Problem details: Go through the entries below and print each one exactly.

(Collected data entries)

=== Begin Enclosure ===

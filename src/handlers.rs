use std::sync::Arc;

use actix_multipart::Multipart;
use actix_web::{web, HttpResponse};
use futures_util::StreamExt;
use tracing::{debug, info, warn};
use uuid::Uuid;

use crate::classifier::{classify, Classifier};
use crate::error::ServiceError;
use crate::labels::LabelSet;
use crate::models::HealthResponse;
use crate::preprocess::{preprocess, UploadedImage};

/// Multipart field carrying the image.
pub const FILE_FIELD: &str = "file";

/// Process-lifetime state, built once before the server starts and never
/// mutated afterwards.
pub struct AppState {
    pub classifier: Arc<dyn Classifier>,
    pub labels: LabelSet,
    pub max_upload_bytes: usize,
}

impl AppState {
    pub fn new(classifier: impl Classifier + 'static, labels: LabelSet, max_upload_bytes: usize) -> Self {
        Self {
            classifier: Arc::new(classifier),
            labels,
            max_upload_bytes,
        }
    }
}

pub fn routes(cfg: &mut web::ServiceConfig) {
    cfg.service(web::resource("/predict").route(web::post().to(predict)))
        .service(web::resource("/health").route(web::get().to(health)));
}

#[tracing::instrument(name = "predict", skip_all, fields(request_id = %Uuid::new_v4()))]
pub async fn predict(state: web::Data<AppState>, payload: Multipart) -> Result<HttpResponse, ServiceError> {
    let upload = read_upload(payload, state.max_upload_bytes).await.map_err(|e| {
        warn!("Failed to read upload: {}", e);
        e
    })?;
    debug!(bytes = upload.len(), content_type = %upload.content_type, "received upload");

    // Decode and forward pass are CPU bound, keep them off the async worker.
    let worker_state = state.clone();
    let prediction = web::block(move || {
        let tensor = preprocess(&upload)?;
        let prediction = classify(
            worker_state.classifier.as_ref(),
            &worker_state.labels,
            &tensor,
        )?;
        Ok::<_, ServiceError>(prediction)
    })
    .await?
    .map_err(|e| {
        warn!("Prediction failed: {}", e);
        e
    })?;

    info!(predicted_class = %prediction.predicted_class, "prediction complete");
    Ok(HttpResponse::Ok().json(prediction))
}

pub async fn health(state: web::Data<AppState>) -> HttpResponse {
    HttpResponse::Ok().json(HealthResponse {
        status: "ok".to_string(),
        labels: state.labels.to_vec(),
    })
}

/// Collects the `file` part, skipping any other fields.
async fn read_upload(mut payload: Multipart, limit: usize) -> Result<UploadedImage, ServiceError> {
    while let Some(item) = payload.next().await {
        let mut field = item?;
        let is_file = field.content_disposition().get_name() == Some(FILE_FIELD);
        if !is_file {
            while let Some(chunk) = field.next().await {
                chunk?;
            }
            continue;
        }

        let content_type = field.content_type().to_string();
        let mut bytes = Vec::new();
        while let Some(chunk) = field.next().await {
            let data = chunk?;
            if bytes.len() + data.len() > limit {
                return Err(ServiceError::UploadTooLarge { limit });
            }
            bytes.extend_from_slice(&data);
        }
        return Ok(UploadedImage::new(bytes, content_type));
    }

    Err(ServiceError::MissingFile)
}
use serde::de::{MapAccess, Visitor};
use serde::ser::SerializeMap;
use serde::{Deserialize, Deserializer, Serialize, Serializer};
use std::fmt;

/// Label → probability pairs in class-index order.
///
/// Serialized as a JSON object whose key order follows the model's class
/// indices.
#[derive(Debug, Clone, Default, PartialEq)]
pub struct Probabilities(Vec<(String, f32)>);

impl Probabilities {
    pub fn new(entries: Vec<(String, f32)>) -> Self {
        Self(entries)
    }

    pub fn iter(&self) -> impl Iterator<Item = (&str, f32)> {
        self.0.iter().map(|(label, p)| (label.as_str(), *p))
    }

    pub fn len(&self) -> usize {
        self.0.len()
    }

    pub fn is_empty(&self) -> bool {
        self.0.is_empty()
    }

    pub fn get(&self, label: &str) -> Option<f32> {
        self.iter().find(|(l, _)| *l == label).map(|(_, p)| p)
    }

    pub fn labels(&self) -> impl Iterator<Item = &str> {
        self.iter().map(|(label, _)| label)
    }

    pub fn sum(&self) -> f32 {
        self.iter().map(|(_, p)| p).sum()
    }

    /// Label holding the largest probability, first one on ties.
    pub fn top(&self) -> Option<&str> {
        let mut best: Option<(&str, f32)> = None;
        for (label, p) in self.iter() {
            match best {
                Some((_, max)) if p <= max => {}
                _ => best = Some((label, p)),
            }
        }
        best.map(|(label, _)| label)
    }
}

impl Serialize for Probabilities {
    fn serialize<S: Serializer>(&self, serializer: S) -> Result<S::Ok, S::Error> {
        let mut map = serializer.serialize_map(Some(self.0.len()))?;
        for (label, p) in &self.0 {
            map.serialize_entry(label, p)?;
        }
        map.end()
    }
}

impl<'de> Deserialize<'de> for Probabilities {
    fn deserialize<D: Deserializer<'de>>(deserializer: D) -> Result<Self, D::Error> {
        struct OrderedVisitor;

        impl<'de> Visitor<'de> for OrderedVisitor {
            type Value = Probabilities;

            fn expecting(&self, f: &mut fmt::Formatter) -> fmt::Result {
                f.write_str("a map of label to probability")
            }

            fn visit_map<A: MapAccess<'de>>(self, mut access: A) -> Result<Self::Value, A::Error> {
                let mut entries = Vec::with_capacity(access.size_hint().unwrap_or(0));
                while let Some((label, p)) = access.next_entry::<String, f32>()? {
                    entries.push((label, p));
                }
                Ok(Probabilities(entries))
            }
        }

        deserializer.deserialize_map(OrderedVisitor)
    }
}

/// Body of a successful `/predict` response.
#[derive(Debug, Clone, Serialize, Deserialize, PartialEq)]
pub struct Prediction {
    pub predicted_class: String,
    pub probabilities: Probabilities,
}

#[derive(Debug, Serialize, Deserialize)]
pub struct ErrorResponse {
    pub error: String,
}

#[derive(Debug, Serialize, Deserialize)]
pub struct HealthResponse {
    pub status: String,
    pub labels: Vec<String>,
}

=== End Enclosure ===

Exercise solution:
filename src/handlers.rs
use std::sync::Arc;

use actix_multipart::Multipart;
use actix_web::{web, HttpResponse};
use futures_util::StreamExt;
use tracing::{debug, info, warn};
use uuid::Uuid;

use crate::classifier::{classify, Classifier};
use crate::error::ServiceError;
use crate::labels::LabelSet;
use crate::models::HealthResponse;
use crate::preprocess::{preprocess, UploadedImage};

/// Multipart field carrying the image.
pub const FILE_FIELD: &str = "file";

/// Process-lifetime state, built once before the server starts and never
/// mutated afterwards.
pub struct AppState {
    pub classifier: Arc<dyn Classifier>,
    pub labels: LabelSet,
    pub max_upload_bytes: usize,
}

impl AppState {
    pub fn new(classifier: impl Classifier + 'static, labels: LabelSet, max_upload_bytes: usize) -> Self {
        Self {
            classifier: Arc::new(classifier),
            labels,
            max_upload_bytes,
        }
    }
}

pub fn routes(cfg: &mut web::ServiceConfig) {
    cfg.service(web::resource("/predict").route(web::post().to(predict)))
        .service(web::resource("/health").route(web::get().to(health)));
}

#[tracing::instrument(name = "predict", skip_all, fields(request_id = %Uuid::new_v4()))]
pub async fn predict(state: web::Data<AppState>, payload: Multipart) -> Result<HttpResponse, ServiceError> {
    let upload = read_upload(payload, state.max_upload_bytes).await.map_err(|e| {
        warn!("Failed to read upload: {}", e);
        e
    })?;
    debug!(bytes = upload.len(), content_type = %upload.content_type, "received upload");

    // Decode and forward pass are CPU bound, keep them off the async worker.
    let worker_state = state.clone();
    let prediction = web::block(move || {
        let tensor = preprocess(&upload)?;
        let prediction = classify(
            worker_state.classifier.as_ref(),
            &worker_state.labels,
            &tensor,
        )?;
        Ok::<_, ServiceError>(prediction)
    })
    .await?
    .map_err(|e| {
        warn!("Prediction failed: {}", e);
        e
    })?;

    info!(predicted_class = %prediction.predicted_class, "prediction complete");
    Ok(HttpResponse::Ok().json(prediction))
}

pub async fn health(state: web::Data<AppState>) -> HttpResponse {
    HttpResponse::Ok().json(HealthResponse {
        status: "ok".to_string(),
        labels: state.labels.to_vec(),
    })
}

/// Collects the `file` part, skipping any other fields.
async fn read_upload(mut payload: Multipart, limit: usize) -> Result<UploadedImage, ServiceError> {
    while let Some(item) = payload.next().await {
        let mut field = item?;
        let is_file = field.content_disposition().get_name() == Some(FILE_FIELD);
        if !is_file {
            while let Some(chunk) = field.next().await {
                chunk?;
            }
            continue;
        }

        let content_type = field.content_type().to_string();
        let mut bytes = Vec::new();
        while let Some(chunk) = field.next().await {
            let data = chunk?;
            if bytes.len() + data.len() > limit {
                return Err(ServiceError::UploadTooLarge { limit });
            }
            bytes.extend_from_slice(&data);
        }
        return Ok(UploadedImage::new(bytes, content_type));
    }

    Err(ServiceError::MissingFile)
}
use serde::de::{MapAccess, Visitor};
use serde::ser::SerializeMap;
use serde::{Deserialize, Deserializer, Serialize, Serializer};
use std::fmt;

/// Label → probability pairs in class-index order.
///
/// Serialized as a JSON object whose key order follows the model's class
/// indices.
#[derive(Debug, Clone, Default, PartialEq)]
pub struct Probabilities(Vec<(String, f32)>);

impl Probabilities {
    pub fn new(entries: Vec<(String, f32)>) -> Self {
        Self(entries)
    }

    pub fn iter(&self) -> impl Iterator<Item = (&str, f32)> {
        self.0.iter().map(|(label, p)| (label.as_str(), *p))
    }

    pub fn len(&self) -> usize {
        self.0.len()
    }

    pub fn is_empty(&self) -> bool {
        self.0.is_empty()
    }

    pub fn get(&self, label: &str) -> Option<f32> {
        self.iter().find(|(l, _)| *l == label).map(|(_, p)| p)
    }

    pub fn labels(&self) -> impl Iterator<Item = &str> {
        self.iter().map(|(label, _)| label)
    }

    pub fn sum(&self) -> f32 {
        self.iter().map(|(_, p)| p).sum()
    }

    /// Label holding the largest probability, first one on ties.
    pub fn top(&self) -> Option<&str> {
        let mut best: Option<(&str, f32)> = None;
        for (label, p) in self.iter() {
            match best {
                Some((_, max)) if p <= max => {}
                _ => best = Some((label, p)),
            }
        }
        best.map(|(label, _)| label)
    }
}

impl Serialize for Probabilities {
    fn serialize<S: Serializer>(&self, serializer: S) -> Result<S::Ok, S::Error> {
        let mut map = serializer.serialize_map(Some(self.0.len()))?;
        for (label, p) in &self.0 {
            map.serialize_entry(label, p)?;
        }
        map.end()
    }
}

impl<'de> Deserialize<'de> for Probabilities {
    fn deserialize<D: Deserializer<'de>>(deserializer: D) -> Result<Self, D::Error> {
        struct OrderedVisitor;

        impl<'de> Visitor<'de> for OrderedVisitor {
            type Value = Probabilities;

            fn expecting(&self, f: &mut fmt::Formatter) -> fmt::Result {
                f.write_str("a map of label to probability")
            }

            fn visit_map<A: MapAccess<'de>>(self, mut access: A) -> Result<Self::Value, A::Error> {
                let mut entries = Vec::with_capacity(access.size_hint().unwrap_or(0));
                while let Some((label, p)) = access.next_entry::<String, f32>()? {
                    entries.push((label, p));
                }
                Ok(Probabilities(entries))
            }
        }

        deserializer.deserialize_map(OrderedVisitor)
    }
}

/// Body of a successful `/predict` response.
#[derive(Debug, Clone, Serialize, Deserialize, PartialEq)]
pub struct Prediction {
    pub predicted_class: String,
    pub probabilities: Probabilities,
}

#[derive(Debug, Serialize, Deserialize)]
pub struct ErrorResponse {
    pub error: String,
}

#[derive(Debug, Serialize, Deserialize)]
pub struct HealthResponse {
    pub status: String,
    pub labels: Vec<String>,
}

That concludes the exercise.